The soldiers overseeing the execution had been frozen in bewilderment so far, but now were recovering themselves and drawing their swords.

Magnus looked at the woman. “Now what?” he shouted over the roar of the fire and the exclamations of the crowd.

The woman goggled at him. “Now what?” she yelled. “This is your rescue!”

“I’ve never done this before!” he yelled back.

“How about we run?” the woman suggested. Magnus stared at her stupidly for a moment, and she shook her head. “Good God, I’ve been rescued by an idiot!” She turned toward the crowd and held out her hands, and billows of blue smoke emerged from her palms, spreading in thick clouds quickly. The soldiers’ yelling became more confused.

“Yes! Good idea!” Magnus said. The woman rolled her eyes and ran. Magnus followed, wondering how fast they could find shelter and whether that tailor in Venice would have enough of that brocade material to make him a replacement for his coat.

Ragnor caught up with them many hours later, at a tavern on the road to Tübingen. By that point they had found new clothes and Magnus had learned some things about the woman he’d rescued. Her name was Catarina Loss; she had come to Leonberg to treat an outbreak of plague; she had been caught laying glowing hands on a patient and had been immediately arrested as a witch. Leonberg, she explained, was just mad for witch burning.

“Everywhere in Europe is mad for witch burning,” Ragnor said, ill-tempered. He was angry at Magnus, but equally obviously liked Catarina, and the two of them had quickly fallen into as pleasant a rapport as Magnus had with either of them. Unfortunately, their favorite topic so far was how stupid Magnus had been for attempting the rescue.

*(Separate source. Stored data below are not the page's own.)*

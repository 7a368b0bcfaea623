use anyhow::{Context, Result};
use clap::Parser;
use indicatif::{ProgressBar, ProgressStyle};
use std::future::Future;
use std::time::Duration;
use tracing_subscriber::{layer::SubscriberExt, util::SubscriberInitExt};

use video_insights::bulk::{self, BulkSettings};
use video_insights::cli::{Cli, Commands, RecipeCommand, SummaryCommand, VideoCommand};
use video_insights::config::{Config, CredentialSource, EnvOrPrompt};
use video_insights::extractors::MetadataRequest;
use video_insights::llm::LlmModel;
use video_insights::output::{self, OutputTarget};
use video_insights::pipeline::{
    RecipeFromHtmlOptions, RecipeFromVideoOptions, SummaryFromHtmlOptions, SummaryFromVideoOptions,
    VideoExtractOptions,
};
use video_insights::prompts::load_recipe_schema;
use video_insights::{utils, InsightPipeline, WithError};

fn init_tracing(verbose: bool, json: bool) {
    let default_filter = if verbose {
        "video_insights=debug,insights=debug"
    } else {
        "video_insights=info,insights=info"
    };

    tracing_subscriber::registry()
        .with(
            tracing_subscriber::EnvFilter::try_from_default_env().unwrap_or_else(|_| default_filter.into()),
        )
        .with(json.then(|| tracing_subscriber::fmt::layer().json().with_writer(std::io::stderr)))
        .with((!json).then(|| tracing_subscriber::fmt::layer().with_writer(std::io::stderr)))
        .init();
}

/// Show a spinner while `task` runs, unless quiet
async fn with_spinner<T>(quiet: bool, message: &str, task: impl Future<Output = WithError<T>>) -> Result<T> {
    let progress = (!quiet).then(|| {
        let progress = ProgressBar::new_spinner();
        if let Ok(style) = ProgressStyle::default_spinner().template("{spinner:.green} [{elapsed_precise}] {msg}") {
            progress.set_style(style);
        }
        progress.set_message(message.to_string());
        progress.enable_steady_tick(Duration::from_millis(120));
        progress
    });

    let result = task.await;

    if let Some(progress) = progress {
        match &result {
            Ok(_) => progress.finish_with_message("Done"),
            Err(_) => progress.finish_with_message("Failed"),
        }
    }

    Ok(result?)
}

fn model_id(config: &Config, choice: Option<LlmModel>) -> String {
    choice
        .map(|m| m.api_id().to_string())
        .unwrap_or_else(|| config.llm.model.clone())
}

async fn build_pipeline(config: &Config) -> Result<InsightPipeline> {
    let api_key = EnvOrPrompt::new(&config.llm.api_key_env).api_key().await?;
    Ok(InsightPipeline::from_config(config, api_key)?)
}

#[tokio::main]
async fn main() -> Result<()> {
    let cli = Cli::parse();
    init_tracing(cli.verbose, cli.log_json);

    let quiet = cli.quiet;

    match cli.command {
        Commands::Recipe { source } => {
            let config = Config::load().await?;
            let pipeline = build_pipeline(&config).await?;

            match source {
                RecipeCommand::VideoUrl {
                    url,
                    video_language,
                    common,
                    cookies,
                    time_range,
                    archive,
                } => {
                    let options = RecipeFromVideoOptions {
                        url,
                        video_language,
                        output_language: common
                            .output_language
                            .unwrap_or_else(|| config.app.default_output_language.clone()),
                        schema: load_recipe_schema(common.recipe_schema.as_deref(), common.output_format)?,
                        model: model_id(&config, common.llm_model),
                        output_format: common.output_format,
                        cookies: cookies.to_config()?,
                        time_range,
                        archive: archive.to_config(),
                    };

                    let result = with_spinner(
                        quiet,
                        "Downloading, transcribing and extracting recipe...",
                        pipeline.recipe_from_video(&options),
                    )
                    .await?;

                    output::emit(&result, &OutputTarget::from_arg(common.output.as_deref()))?;
                    if let Some(path) = &result.archive_path {
                        eprintln!("Archive saved to: {}", path.display());
                    }
                }
                RecipeCommand::Html { url, common } => {
                    let options = RecipeFromHtmlOptions {
                        url,
                        output_language: common
                            .output_language
                            .unwrap_or_else(|| config.app.default_output_language.clone()),
                        schema: load_recipe_schema(common.recipe_schema.as_deref(), common.output_format)?,
                        model: model_id(&config, common.llm_model),
                        output_format: common.output_format,
                    };

                    let result =
                        with_spinner(quiet, "Fetching page and extracting recipe...", pipeline.recipe_from_html(&options))
                            .await?;

                    output::emit(&result, &OutputTarget::from_arg(common.output.as_deref()))?;
                }
            }
        }
        Commands::Summary { source } => {
            let config = Config::load().await?;
            let pipeline = build_pipeline(&config).await?;

            match source {
                SummaryCommand::VideoUrl {
                    url,
                    video_language,
                    common,
                    cookies,
                    time_range,
                    archive,
                } => {
                    let options = SummaryFromVideoOptions {
                        url,
                        video_language,
                        output_language: common
                            .output_language
                            .unwrap_or_else(|| config.app.default_output_language.clone()),
                        model: model_id(&config, common.llm_model),
                        cookies: cookies.to_config()?,
                        time_range,
                        custom_prompt: common.custom_prompt,
                        archive: archive.to_config(),
                    };

                    let result = with_spinner(
                        quiet,
                        "Downloading, transcribing and summarizing...",
                        pipeline.summary_from_video(&options),
                    )
                    .await?;

                    output::emit(&result, &OutputTarget::from_arg(common.output.as_deref()))?;
                    if let Some(path) = &result.archive_path {
                        eprintln!("Archive saved to: {}", path.display());
                    }
                }
                SummaryCommand::Html { url, common } => {
                    let options = SummaryFromHtmlOptions {
                        url,
                        output_language: common
                            .output_language
                            .unwrap_or_else(|| config.app.default_output_language.clone()),
                        model: model_id(&config, common.llm_model),
                        custom_prompt: common.custom_prompt,
                    };

                    let result =
                        with_spinner(quiet, "Fetching page and summarizing...", pipeline.summary_from_html(&options))
                            .await?;

                    output::emit(&result, &OutputTarget::from_arg(common.output.as_deref()))?;
                }
            }
        }
        Commands::Video {
            action:
                VideoCommand::Extract {
                    url,
                    types,
                    metadata_fields,
                    platform,
                    video_language,
                    output,
                    cookies,
                    time_range,
                    archive,
                },
        } => {
            let config = Config::load().await?;
            // Extraction never calls the model, so no API key is needed.
            let pipeline = InsightPipeline::from_config(&config, String::new())?;

            let metadata = if metadata_fields.is_empty() {
                None
            } else {
                Some(MetadataRequest::parse(&platform, &metadata_fields)?)
            };

            let options = VideoExtractOptions {
                url,
                video_language,
                cookies: cookies.to_config()?,
                time_range,
                extract_types: (!types.is_empty()).then_some(types),
                metadata,
                archive: archive.to_config(),
            };

            let result = with_spinner(quiet, "Downloading and extracting video data...", pipeline.extract_from_video(&options))
                .await?;

            output::emit(&result, &OutputTarget::from_arg(output.as_deref()))?;
        }
        Commands::Bulk { input, output_dir } => {
            let config = Config::load().await?;
            let pipeline = build_pipeline(&config).await?;

            let settings = BulkSettings {
                output_dir,
                delay: Duration::from_secs(config.app.bulk_delay_secs),
                model: config.llm.model.clone(),
                schema: load_recipe_schema(None, video_insights::OutputFormat::Json)?,
            };

            let report = bulk::run(&pipeline, &input, &settings).await?;
            if report.all_failed() {
                anyhow::bail!("All {} item(s) failed", report.failed.len());
            }
        }
        Commands::Doctor => {
            let statuses = utils::check_dependencies().await;
            let mut missing = 0;

            for status in &statuses {
                if status.installed {
                    println!(
                        "  ✓ {} ({}) {}",
                        status.name,
                        status.purpose,
                        status.version.as_deref().unwrap_or("")
                    );
                } else {
                    missing += 1;
                    println!("  ✗ {} ({}) not found on PATH", status.name, status.purpose);
                }
            }

            if missing > 0 {
                anyhow::bail!("{} required tool(s) missing", missing);
            }
        }
        Commands::Config { show } => {
            let config = Config::load().await?;
            if show {
                config.display();
            } else {
                let path = Config::config_path().context("Could not locate config file")?;
                println!("Configuration file: {}", path.display());
                println!("Run with --show to print the active settings.");
            }
        }
    }

    Ok(())
}
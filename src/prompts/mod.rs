//! Prompt templates for recipe extraction and note-style summaries.

use anyhow::Context;
use serde::Serialize;
use serde_json::{json, Value};
use std::path::Path;

use crate::response::OutputFormat;

/// Source material embedded in a recipe prompt
#[derive(Debug, Clone, PartialEq, Eq, Serialize)]
#[serde(untagged)]
pub enum PromptData {
    Video {
        description: String,
        transcribed_text: String,
    },
    Webpage {
        webpage_content: String,
        article_title: Option<String>,
    },
}

#[derive(Debug, Clone)]
pub struct RecipePrompt<'a> {
    pub data: &'a PromptData,
    /// English name of the output language, e.g. "Italian"
    pub language: &'a str,
    pub schema: &'a str,
    pub format: OutputFormat,
    /// Archive name chosen by the user, passed along as a naming hint
    pub filename: Option<&'a str>,
}

fn data_section(data: &PromptData, filename: Option<&str>) -> String {
    let mut value = serde_json::to_value(data).unwrap_or(Value::Null);
    if let (Some(name), Value::Object(map)) = (filename, &mut value) {
        map.insert("filename".to_string(), Value::String(name.to_string()));
    }
    serde_json::to_string_pretty(&value).unwrap_or_default()
}

pub fn create_recipe_prompt(prompt: &RecipePrompt<'_>) -> String {
    let format = prompt.format.as_str();

    format!(
        "Analyze the following recipe information and extract it into a structured {format} format.

Data:
{data}

If any information is not available, use null for that field.
Focus on extracting clear, actionable recipe information.
Return only valid {format}, no additional text or formatting.
Please translate it to {language} language.

Please extract and structure this information into {format} with the strictly following format. Add only values specified in the schema:
{schema}
",
        format = format,
        data = data_section(prompt.data, prompt.filename),
        language = prompt.language,
        schema = prompt.schema,
    )
}

fn summary_template(data_section: &str, language: &str) -> String {
    format!(
        "Analyze the following content and create comprehensive notes in markdown format.

{data_section}

Please create well-structured notes following this markdown format:

# [Title/Topic]

## Overview
Provide a brief 2-3 sentence summary of the main content.

## Detailed Notes
Write comprehensive narrative notes organized by topics or sections. Include:
- Main themes and concepts
- Important details and context
- Connections between different ideas
- Notable examples or case studies

## Action Items
- Practical takeaways or lessons learned
- Recommended next steps (if applicable)
- Leave out calls to action such as liking, subscribing or following the creator

## Resources
- All resources recommended (urls, apps, books ...) or topics to explore (if mentioned) in a list

Please translate the entire text to {language} language.
Return only the markdown content, no additional text or formatting markers."
    )
}

/// Build the summary prompt. A custom prompt replaces the default notes template.
pub fn create_summary_prompt(data: &PromptData, language: &str, custom_prompt: Option<&str>) -> String {
    let section = format!("Data:\n{}", data_section(data, None));

    match custom_prompt.map(str::trim).filter(|p| !p.is_empty()) {
        Some(custom) => format!(
            "{}\n\nPlease translate the entire text to {} language.\n{}",
            custom, language, section
        ),
        None => summary_template(&section, language),
    }
}

pub const MARKDOWN_RECIPE_INSTRUCTION: &str = "Format the recipe description field as markdown with the following structure:

# [Recipe Name]

## Overview
Brief description of the dish (1-2 sentences)

## Key Information
- **Prep Time:** X minutes
- **Cook Time:** X minutes
- **Total Time:** X minutes
- **Servings:** X
- **Difficulty:** Easy/Medium/Hard
- **Cuisine:** [Type]

## Ingredients
### Main Ingredients
- ingredient 1
- ingredient 2

### Optional/Garnish
- optional ingredient 1

## Instructions
1. First step with clear action
2. Second step with temperature/time details
3. Continue with numbered steps

## Tips & Notes
- Any special techniques or substitutions
- Storage instructions
- Serving suggestions";

/// JSON schema used when the user does not supply one
pub fn default_recipe_schema() -> Value {
    json!({
        "$schema": "https://json-schema.org/draft/2020-12/schema",
        "title": "Recipe Schema",
        "type": "object",
        "properties": {
            "title": { "type": "string", "description": "Recipe title" },
            "description": { "type": "string", "description": "Brief description" },
            "prep_time": { "type": "number", "description": "Preparation time in minutes" },
            "cook_time": { "type": "number", "description": "Cooking time in minutes" },
            "total_time": { "type": "number", "description": "Total time in minutes" },
            "servings": { "type": "number", "description": "Number of servings" },
            "ingredients": {
                "type": "array",
                "description": "List of ingredients",
                "items": {
                    "type": "object",
                    "properties": {
                        "name": { "type": "string" },
                        "amount": { "type": ["string", "number"] },
                        "unit": { "type": "string" }
                    },
                    "required": ["name"]
                }
            },
            "instructions": {
                "type": "array",
                "description": "List of recipe components with their instructions",
                "items": {
                    "type": "object",
                    "properties": {
                        "name": {
                            "type": "string",
                            "description": "Component name (e.g., 'Tzatziki Sauce', 'Main Dish')"
                        },
                        "steps": {
                            "type": "array",
                            "description": "Step-by-step instructions for this component",
                            "items": { "type": "string" },
                            "minItems": 1
                        }
                    },
                    "required": ["name", "steps"]
                },
                "minItems": 1
            },
            "tags": {
                "type": "array",
                "description": "Custom tags for classification",
                "items": {
                    "type": "string",
                    "enum": [
                        "Chicken", "Pork", "Beef", "Fish", "Vegan", "Dessert", "Lactose-free",
                        "Low-Sugar", "Cake", "Vegetarian", "Eggs", "Air-fryer", "Slowcooker", "Meal-prep"
                    ]
                },
                "uniqueItems": true
            },
            "difficulty": {
                "type": "string",
                "description": "Difficulty level",
                "enum": ["easy", "medium", "hard"]
            },
            "cuisine": { "type": "string", "description": "Type of cuisine (e.g., Italian, Indian)" }
        },
        "required": ["title", "ingredients", "instructions"],
        "additionalProperties": false
    })
}

/// Schema text embedded in recipe prompts.
///
/// A user-supplied file must contain valid JSON. Markdown output gets the
/// markdown layout instruction appended.
pub fn load_recipe_schema(path: Option<&Path>, format: OutputFormat) -> crate::Result<String> {
    let schema = match path {
        Some(path) => {
            let raw = fs_err::read_to_string(path)?;
            serde_json::from_str::<Value>(&raw)
                .with_context(|| format!("Recipe schema {} is not valid JSON", path.display()))?
        }
        None => default_recipe_schema(),
    };

    let mut text = serde_json::to_string_pretty(&schema)?;
    if format == OutputFormat::Markdown {
        text.push_str("\n\n");
        text.push_str(MARKDOWN_RECIPE_INSTRUCTION);
    }
    Ok(text)
}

“I saved your life!” he protested.

“And a very careful, understated saving it was,” Ragnor said. “How do you think I found you? Within minutes the whole area was buzzing with rumors of a vile magician swooping through the sky over Leonberg on a black cloud, flying through flame and carrying a foul witch out of the fire meant to sanctify her.”

“So we stay out of the Holy Roman Empire for a while.” Magnus shrugged, grinning. “I won’t miss it.”